Nuestra misión responsable es esencial para que no se propague el virus. A mi juicio, es vital la unidad de todos los actores sociales; y, por eso, resulta esencial que la ciudadanía por si misma sepa protegerse y amparar a sus semejantes. Hay mucha gente vulnerable, como pueden ser los migrantes o los excluidos por el propio sistema, que no pueden abandonarse en el sufrimiento. Esta actitud es discriminatoria, injusta, y causa verdaderamente una inhumanidad, dejándonos un rastro de amargura que nos traspasa el alma. De ahí, lo substancial que la especie se levante y no se degrade más. No hay mayor dolor que el de la indiferencia. Olvidamos que lo que nos humaniza innegablemente es poder salir de nosotros mismos, para hacernos mejores, más humanos y clementes, pues la vida en el fondo es una donación, un deber de entrega, una conciencia de servicio. Pensemos en nuestro mismo momento de nacer, necesitamos para vivir los cuidados de nuestros progenitores, y así en cada momento y etapa de la vida, jamás podremos caminar por sí mismos, por muy endiosados que nos volvamos. El reconocimiento de esta realidad debe invitarnos a permanecer en guardia, a ser humildes de corazón, a despojarnos de corazas y a practicar con decisión la solidaridad, en cuanto que es virtud indispensable para poder marcar ruta de existencia.

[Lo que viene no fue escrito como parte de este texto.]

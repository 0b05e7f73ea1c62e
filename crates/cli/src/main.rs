//! Testdeck CLI - terminal front-end for the test-automation console
//!
//! Launches test cases and batches, monitors them until they finish and
//! renders the resulting notifications.

mod logging;
mod presenter;
mod settings;

use anyhow::{Context, Result};
use clap::{Parser, Subcommand};
use colored::Colorize;
use std::path::PathBuf;
use std::process::ExitCode;
use std::sync::Arc;
use std::time::Duration;
use tabled::{Table, Tabled};
use tokio::sync::Notify;
use tracing::{debug, info};

use presenter::TerminalPresenter;
use settings::Overrides;
use testdeck_core::application::monitor::summarize;
use testdeck_core::application::NotifyOptions;
use testdeck_core::domain::TerminalOutcome;
use testdeck_core::{
    ApiFailure, ConsoleConfig, ExecutionMonitor, JobKind, NotificationService, PollingRegistry,
    RequestClient, ResponseBody, Severity,
};
use testdeck_infra_http::ReqwestTransport;
use testdeck_sdk::{ConsoleApi, JobStatus, SdkError, TestCase};

/// How often `--watch` checks whether the monitor is still running
const WATCH_CHECK: Duration = Duration::from_millis(250);

#[derive(Parser)]
#[command(name = "testdeck")]
#[command(about = "Testdeck test-automation console", long_about = None)]
#[command(version)]
struct Cli {
    #[command(subcommand)]
    command: Commands,

    /// Configuration file (default: ./testdeck.toml if present)
    #[arg(short, long, global = true)]
    config: Option<PathBuf>,

    /// Backend base URL, e.g. http://localhost:8080/api
    #[arg(long, global = true, env = "TESTDECK_API_URL")]
    api_url: Option<String>,

    /// Per-request deadline in milliseconds
    #[arg(long, global = true)]
    timeout_ms: Option<u64>,

    /// Attempts per request (first attempt included)
    #[arg(long, global = true)]
    max_retries: Option<u32>,
}

#[derive(Subcommand)]
enum Commands {
    /// GET an endpoint and print the decoded body
    Get {
        /// Endpoint relative to the base URL (e.g. /testcases/7)
        endpoint: String,
    },

    /// List test cases
    List,

    /// Execute one test case
    Run {
        /// Test case ID
        id: i64,

        /// Follow the execution until it finishes
        #[arg(short, long)]
        watch: bool,
    },

    /// Execute several test cases as one batch
    Batch {
        /// Test case IDs
        #[arg(required = true)]
        ids: Vec<i64>,

        /// Follow the batch until it finishes
        #[arg(short, long)]
        watch: bool,
    },

    /// Trigger a schedule now
    Schedule {
        /// Schedule ID
        id: i64,

        /// Follow the started batch until it finishes
        #[arg(short, long)]
        watch: bool,
    },

    /// Show the status of an execution or batch
    Status {
        /// single | execution | batch
        kind: JobKind,

        /// Execution or batch ID
        id: String,
    },
}

impl Cli {
    fn overrides(&self) -> Overrides {
        Overrides {
            base_url: self.api_url.clone(),
            timeout_ms: self.timeout_ms,
            max_retries: self.max_retries,
        }
    }
}

#[derive(Tabled)]
struct TestCaseRow {
    #[tabled(rename = "ID")]
    id: String,
    #[tabled(rename = "Name")]
    name: String,
    #[tabled(rename = "Description")]
    description: String,
}

impl From<TestCase> for TestCaseRow {
    fn from(tc: TestCase) -> Self {
        Self {
            id: tc.id.map(|id| id.to_string()).unwrap_or_else(|| "-".to_string()),
            name: tc.name,
            description: tc.description.unwrap_or_default(),
        }
    }
}

/// Wired console services
struct Console {
    api: ConsoleApi,
    notifications: NotificationService,
    monitor: ExecutionMonitor,
    finished: Arc<Notify>,
}

impl Console {
    fn build(config: ConsoleConfig) -> Self {
        let transport = Arc::new(ReqwestTransport::new());
        let client = Arc::new(RequestClient::new(config.client.clone(), transport));
        let notifications =
            NotificationService::new(config.notifications.clone(), Arc::new(TerminalPresenter::new()));
        let registry = PollingRegistry::new(config.polling.clone());

        let finished = Arc::new(Notify::new());
        let signal = Arc::clone(&finished);
        let monitor = ExecutionMonitor::new(Arc::clone(&client), registry, notifications.clone())
            .with_refresh(move |job_id, _| {
                debug!(job_id = %job_id, "Terminal status received");
                signal.notify_one();
            });

        Self {
            api: ConsoleApi::new(client),
            notifications,
            monitor,
            finished,
        }
    }

    /// Follow `job_id` until its monitor ends or Ctrl-C is pressed
    async fn watch(&self, job_id: &str, kind: JobKind) -> Result<()> {
        self.monitor.start_monitoring(job_id, kind);
        let watching = self.notifications.show(
            format!("Watching {} {} (Ctrl-C to stop)", kind, job_id),
            Severity::Loading,
            NotifyOptions::default(),
        );

        tokio::select! {
            _ = self.wait_until_finished(job_id) => {
                self.notifications.close(watching);
            }
            signal = tokio::signal::ctrl_c() => {
                signal.context("Failed to listen for Ctrl-C")?;
                info!(job_id = %job_id, "Interrupted, stopping monitor");
                self.monitor.shutdown();
            }
        }
        Ok(())
    }

    async fn wait_until_finished(&self, job_id: &str) {
        let mut ticker = tokio::time::interval(WATCH_CHECK);
        loop {
            tokio::select! {
                _ = self.finished.notified() => return,
                _ = ticker.tick() => {
                    if !self.monitor.registry().is_watching(job_id) {
                        // the terminal callback runs right after the entry is removed
                        let _ = tokio::time::timeout(WATCH_CHECK, self.finished.notified()).await;
                        return;
                    }
                }
            }
        }
    }
}

#[tokio::main]
async fn main() -> Result<ExitCode> {
    logging::init();
    let cli = Cli::parse();

    let config = settings::load(cli.config.as_deref(), &cli.overrides())?;
    info!(base_url = %config.client.base_url, "Testdeck CLI v{}", testdeck_core::VERSION);

    let console = Console::build(config);

    match run(&console, cli.command).await {
        Ok(()) => Ok(ExitCode::SUCCESS),
        Err(e) => {
            // API failures carry a server message meant for the user
            if let Some(message) = user_message(&e) {
                console.notifications.error(message);
                Ok(ExitCode::FAILURE)
            } else {
                Err(e)
            }
        }
    }
}

fn user_message(error: &anyhow::Error) -> Option<String> {
    if let Some(sdk) = error.downcast_ref::<SdkError>() {
        return Some(sdk.user_message());
    }
    error
        .downcast_ref::<ApiFailure>()
        .map(|failure| failure.message.clone())
}

async fn run(console: &Console, command: Commands) -> Result<()> {
    match command {
        Commands::Get { endpoint } => {
            let body = console.api.client().get(&endpoint).await?;
            print_body(body)?;
        }

        Commands::List => {
            let cases = console.api.list_test_cases().await?;
            if cases.is_empty() {
                println!("{}", "No test cases".yellow());
            } else {
                let rows: Vec<TestCaseRow> = cases.into_iter().map(TestCaseRow::from).collect();
                println!("{}", Table::new(rows));
            }
        }

        Commands::Run { id, watch } => {
            let started = console.api.execute_test_case(id).await?;
            console.notifications.success(format!(
                "Test case {} started as execution {}",
                id, started.execution_id
            ));
            if watch {
                console.watch(&started.execution_id, JobKind::Single).await?;
            }
        }

        Commands::Batch { ids, watch } => {
            let started = console.api.run_batch(&ids).await?;
            console.notifications.success(format!(
                "Batch {} started with {} test case(s)",
                started.batch_id,
                ids.len()
            ));
            if watch {
                console.watch(&started.batch_id, JobKind::Batch).await?;
            }
        }

        Commands::Schedule { id, watch } => {
            let started = console.api.trigger_schedule(id).await?;
            console.notifications.success(format!(
                "Schedule {} triggered batch {}",
                id, started.batch_id
            ));
            if watch {
                console.watch(&started.batch_id, JobKind::Batch).await?;
            }
        }

        Commands::Status { kind, id } => {
            let status = match kind {
                JobKind::Single => console.api.execution_status(&id).await?,
                JobKind::Batch => console.api.batch_status(&id).await?,
            };
            print_status(kind, &id, &status)?;
        }
    }

    Ok(())
}

fn print_body(body: ResponseBody) -> Result<()> {
    match body {
        ResponseBody::Json(value) => println!("{}", serde_json::to_string_pretty(&value)?),
        ResponseBody::Text(text) => println!("{}", text),
        ResponseBody::Binary(bytes) => println!("{}", format!("<{} bytes>", bytes.len()).dimmed()),
        ResponseBody::Empty => println!("{}", "(empty)".dimmed()),
    }
    Ok(())
}

fn print_status(kind: JobKind, id: &str, status: &JobStatus) -> Result<()> {
    if TerminalOutcome::from_status(&status.status).is_some() {
        let payload = serde_json::json!({
            "status": status.status,
            "totalTests": status.total_tests,
            "passedTests": status.passed_tests,
            "failedTests": status.failed_tests,
        });
        let (severity, message) = summarize(kind, id, &payload);
        let line = match severity {
            Severity::Success => message.green(),
            Severity::Error => message.red(),
            _ => message.yellow(),
        };
        println!("{}", line);
        return Ok(());
    }

    println!("{} {} is {}", kind, id, status.status.cyan().bold());
    if let (Some(passed), Some(total)) = (status.passed_tests, status.total_tests) {
        println!("  {} {}/{}", "Passed:".bold(), passed, total);
    }
    if let Some(failed) = status.failed_tests {
        println!("  {} {}", "Failed:".bold(), failed);
    }
    Ok(())
}

#[cfg(test)]
mod tests {
    use super::*;
    use clap::CommandFactory;

    #[test]
    fn test_cli_definition_is_consistent() {
        Cli::command().debug_assert();
    }

    #[test]
    fn test_parse_batch_watch_with_overrides() {
        let cli = Cli::parse_from([
            "testdeck",
            "--api-url",
            "http://qa.local/api",
            "batch",
            "1",
            "2",
            "3",
            "--watch",
        ]);

        assert_eq!(cli.overrides().base_url.as_deref(), Some("http://qa.local/api"));
        match cli.command {
            Commands::Batch { ids, watch } => {
                assert_eq!(ids, vec![1, 2, 3]);
                assert!(watch);
            }
            _ => panic!("expected batch command"),
        }
    }

    #[test]
    fn test_parse_status_kind() {
        let cli = Cli::parse_from(["testdeck", "status", "execution", "exec-9"]);
        match cli.command {
            Commands::Status { kind, id } => {
                assert_eq!(kind, JobKind::Single);
                assert_eq!(id, "exec-9");
            }
            _ => panic!("expected status command"),
        }

        assert!(Cli::try_parse_from(["testdeck", "status", "nightly", "x"]).is_err());
        assert!(Cli::try_parse_from(["testdeck", "batch"]).is_err());
    }

    #[test]
    fn test_user_message_prefers_server_text() {
        let failure = ApiFailure::from_http(409, "Conflict", br#"{"message":"Already running"}"#);
        let err = anyhow::Error::new(SdkError::from(failure));
        assert_eq!(user_message(&err).as_deref(), Some("Already running"));

        let other = anyhow::anyhow!("disk full");
        assert!(user_message(&other).is_none());
    }

    #[test]
    fn test_row_from_test_case() {
        let row = TestCaseRow::from(TestCase::new("login"));
        assert_eq!(row.id, "-");
        assert_eq!(row.name, "login");
        assert_eq!(row.description, "");
    }
}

Tan solo cuando el ser humano se concibe como parte de la colectividad, es posible una actuación conjunta orientada a ese preciado bien colectivo, que es lo que francamente nos vincula en generosidad. Desde luego, resulta tan humano como fructífero, observar la colaboración estrecha entre expertos mundiales, gobiernos y asociados para ampliar rápidamente los conocimientos científicos sobre este nuevo virus, rastrear su propagación y virulencia y asesorar a los Estados y a las personas sobre las medidas para proteger la salud y prevenir la propagación del brote. A mi manera de ver, lo culminante de todo esto, es que los trabajadores de salud cuando llegue un paciente infectado sepan qué hacer y, tomen nota de algo muy significativo, si su infraestructura sanitaria cuenta con los suministros y equipo médico necesarios, así como con planes de contingencia ante imprevistos. La OMS, naturalmente, ha activado la máxima alerta como no podía ser de otra manera, y lo ha hecho de forma alta, clara y profunda, ya que la “pandemia” no es una palabra que deba utilizarse a la ligera o de manera imprudente. En cualquier caso, esta preocupación debe achicarse en la medida en que nos dejemos ayudar, por falta de capacidad o de recursos y, cada cual desde su propio corazón, active la sabiduría del pulso ante la falta de determinación o ignorancia.